Dal punto di vista della vostra ricerca a che punto è il dibattito nel nostro paese in relazione all’orientamento sessuale/identità di genere? Come si riflette sul mondo G2?

In Italia le organizzazioni LGBT hanno iniziato ad interrogarsi su cosa significhi essere gay, lesbica, bisessuale, transgender e al tempo stesso migrante oppure figlio/a di stranieri. Nonostante le presone LGBT siano in molti casi oggetto di discriminazione e di privazione di diritti e sperimentino sulla propria pelle la condizione di essere minoranza, possono ricreare all’interno dei luoghi di frequentazione LGBT le medesime dinamiche di stigmatizzazione ed esclusione a danno degli “stranieri” che si osservano nella società più in generale o in altre forme organizzate.

A volte sono gli stessi modelli di condotta e le pratiche che adottiamo nelle nostre associazioni ad essere mono-culturali e non inclusive: lo sguardo di chi vive forme differenti di etnicità e di combinazioni nell’essere LGBT, ci è utile per innovare e rendere più flessibili i nostri percorsi di attivismo. Quest’anno alla parata del Pride di Milano una quindicina di seconde generazioni ha sfilato in gruppo, alcuni/e sul carro insieme ad Agedo, altri/e marciando a seguito: hanno chiesto uno spazio di visibilità al coordinamento dell’iniziativa ed è stato loro concesso.
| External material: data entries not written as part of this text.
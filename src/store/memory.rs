//! In-memory reference store.

use async_trait::async_trait;
use std::collections::HashMap;
use tokio::sync::RwLock;

use super::{GameStore, PlayerStore, StoreResult, TournamentStore};
use crate::game::{Game, GameFilter, GameId};
use crate::player::{Player, PlayerId};
use crate::tournament::{Tournament, TournamentId};

#[derive(Default)]
struct MemoryState {
    players: HashMap<PlayerId, Player>,
    games: HashMap<GameId, Game>,
    tournaments: HashMap<TournamentId, Tournament>,
    next_game_id: GameId,
}

/// In-memory implementation of the engine's persistence interface.
///
/// All maps live behind a single `RwLock`, which is what makes
/// [`settle_game`](GameStore::settle_game) a single unit: the game and both
/// players change under one write guard, so no reader observes the stats
/// without the finished game or the reverse.
pub struct MemoryStore {
    state: RwLock<MemoryState>,
}

impl MemoryStore {
    pub fn new() -> Self {
        Self {
            state: RwLock::new(MemoryState {
                next_game_id: 1,
                ..MemoryState::default()
            }),
        }
    }
}

impl Default for MemoryStore {
    fn default() -> Self {
        Self::new()
    }
}

#[async_trait]
impl PlayerStore for MemoryStore {
    async fn insert_player(&self, player: &Player) -> StoreResult<()> {
        let mut state = self.state.write().await;
        state.players.insert(player.id, player.clone());
        Ok(())
    }

    async fn find_player(&self, id: PlayerId) -> StoreResult<Option<Player>> {
        let state = self.state.read().await;
        Ok(state.players.get(&id).cloned())
    }

    async fn list_players(&self) -> StoreResult<Vec<Player>> {
        let state = self.state.read().await;
        let mut players: Vec<Player> = state.players.values().cloned().collect();
        players.sort_by_key(|p| p.id);
        Ok(players)
    }

    async fn save_player(&self, player: &Player) -> StoreResult<()> {
        let mut state = self.state.write().await;
        state.players.insert(player.id, player.clone());
        Ok(())
    }

    async fn delete_player(&self, id: PlayerId) -> StoreResult<()> {
        let mut state = self.state.write().await;
        state.players.remove(&id);
        Ok(())
    }
}

#[async_trait]
impl GameStore for MemoryStore {
    async fn create_game(&self, mut game: Game) -> StoreResult<Game> {
        let mut state = self.state.write().await;
        game.id = state.next_game_id;
        state.next_game_id += 1;
        state.games.insert(game.id, game.clone());
        Ok(game)
    }

    async fn find_game(&self, id: GameId) -> StoreResult<Option<Game>> {
        let state = self.state.read().await;
        Ok(state.games.get(&id).cloned())
    }

    async fn list_games(&self, filter: &GameFilter) -> StoreResult<Vec<Game>> {
        let state = self.state.read().await;
        let mut games: Vec<Game> = state
            .games
            .values()
            .filter(|g| filter.matches(g))
            .cloned()
            .collect();
        games.sort_by_key(|g| g.id);
        Ok(games)
    }

    async fn save_game(&self, game: &Game) -> StoreResult<()> {
        let mut state = self.state.write().await;
        state.games.insert(game.id, game.clone());
        Ok(())
    }

    async fn settle_game(
        &self,
        game: &Game,
        winner: &Player,
        loser: &Player,
    ) -> StoreResult<()> {
        let mut state = self.state.write().await;
        state.games.insert(game.id, game.clone());
        state.players.insert(winner.id, winner.clone());
        state.players.insert(loser.id, loser.clone());
        Ok(())
    }
}

#[async_trait]
impl TournamentStore for MemoryStore {
    async fn insert_tournament(&self, tournament: &Tournament) -> StoreResult<()> {
        let mut state = self.state.write().await;
        state.tournaments.insert(tournament.id, tournament.clone());
        Ok(())
    }

    async fn find_tournament(&self, id: TournamentId) -> StoreResult<Option<Tournament>> {
        let state = self.state.read().await;
        Ok(state.tournaments.get(&id).cloned())
    }

    async fn list_tournaments(&self) -> StoreResult<Vec<Tournament>> {
        let state = self.state.read().await;
        let mut tournaments: Vec<Tournament> = state.tournaments.values().cloned().collect();
        tournaments.sort_by(|a, b| b.created_at.cmp(&a.created_at).then(a.id.cmp(&b.id)));
        Ok(tournaments)
    }

    async fn save_tournament(&self, tournament: &Tournament) -> StoreResult<()> {
        let mut state = self.state.write().await;
        state.tournaments.insert(tournament.id, tournament.clone());
        Ok(())
    }
}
Un risultato incredibile per chi come noi crede che costoro saranno un agente importante di cambiamento per la realtà sociale dei migranti e delle persone LGBT.

Entrando più nello specifico della tua domanda, non siamo ancora in grado di dire quale sia l’impatto che il dibattito sulle questioni inerenti l’orientamento sessuale e il genere hanno sulle seconde generazioni e sui loro destini. Consideriamo d’altra parte che essi/e condividono i luoghi e gli ambienti sociali frequentati da tanti/e ragazzi/e italiani, scuola e università anzitutto. Alcuni, poi, sono già attivi nelle associazioni. Credo, d’altra parte, che il loro punto di vista e il punto di vista dei migranti potrebbe portare contributi interessanti a questo dibattito poiché non è vero che in termini di diritti civili i paesi da cui provengono le loro famiglie siano tutti ad uno stadio meno avanzato. Sarebbe inoltre interessante comprendere come le questioni LGBT vengono recepite, decodificate e gestite dalle famiglie: alcuni dati in questo senso li abbiamo raccolti nel corso dei focus group, ma servirebbe una ricerca a sé stante.
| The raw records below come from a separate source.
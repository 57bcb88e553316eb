//! Ranking error types.

use thiserror::Error;

use crate::errors::ErrorKind;
use crate::player::PlayerId;
use crate::store::StoreError;

/// Ranking errors.
#[derive(Debug, Error)]
pub enum RankingError {
    /// Player not found
    #[error("player not found: {0}")]
    PlayerNotFound(PlayerId),

    /// Page size must be at least 1
    #[error("invalid limit: {0}")]
    InvalidLimit(usize),

    /// Page number must be at least 1
    #[error("invalid page: {0}")]
    InvalidPage(usize),

    /// Storage failure
    #[error(transparent)]
    Store(#[from] StoreError),
}

impl RankingError {
    /// Classification for the transport boundary.
    pub fn kind(&self) -> ErrorKind {
        match self {
            RankingError::PlayerNotFound(_) => ErrorKind::NotFound,
            RankingError::InvalidLimit(_) | RankingError::InvalidPage(_) => {
                ErrorKind::InvalidArgument
            }
            RankingError::Store(_) => ErrorKind::Unavailable,
        }
    }
}

/// Result type for ranking operations.
pub type RankingResult<T> = Result<T, RankingError>;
Da quel che sta emergendo dal vostro studio – tutt’ora in corso – esistono esigenze o bisogni specifici da parte delle “seconde generazioni LGBT” che posso essere tradotti anche in domande verso i decisori pubblici o i servizi alla persona?
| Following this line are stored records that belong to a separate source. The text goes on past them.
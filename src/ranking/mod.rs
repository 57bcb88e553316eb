//! Ranking aggregator.
//!
//! Pure read-side computation over the player registry: descending score
//! with ascending-id tie-breaks, 1-indexed pagination, a top-3 carve-out,
//! and per-player rank lookup. Nothing here is cached or stored.

pub mod errors;
pub mod manager;
pub mod models;

pub use errors::{RankingError, RankingResult};
pub use manager::{RankingManager, ScoreFn, default_score};
pub use models::{PlayerRank, RankingEntry, RankingPage, RankingQuery};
Secondo la nostra esperienza esistono due bisogni immediati da parte dei giovani LGBT di seconda generazione: il bisogno/desiderio di raccontarsi in uno spazio pubblico-protetto e il bisogno/desiderio di riconoscersi in e di appartenere a reti sociali che valorizzino la loro identità in quanto giovani di origine straniera gay, lesbiche, bisessuali e transgender. Che questo bisogno/desiderio sia generalizzato, non lo possiamo certo affermare: alcuni ragazzi e ragazze che abbiamo invitato per vari motivi non hanno voluto partecipare né essere “identificati/e” in quanto figli/e di migranti o LGBT. Come dicevo sopra, chi ha partecipato ai nostri incontri possedeva già un certo livello di consapevolezza rispetto al proprio percorso identitario e probabilmente desiderava esplorarlo più a fondo.

Sappiamo che vi sono altri/e che sperimentano un livello di conflittualità e difficoltà maggiori rispetto alle diverse dimensioni della propria identità. Per costoro potrebbe essere utile attrezzare servizi e spazi di consulenza e ascolto, anche in collaborazione con la scuola. Un altro soggetto cui vorremmo dare risposta è quello dei genitori e delle famiglie. A tal proposito un ruolo di mediazione potrebbe essere assunto dalle associazioni dei migranti, sia quelle legate ad una dimensione etnico-nazionale, sia quelle nate da esigenze e progetti trasversali: portarle a riflettere sui percorsi LGBT e ad acquisire competenze di orientamento nei confronti delle famiglie potrebbe essere uno degli obiettivi cui aspirare.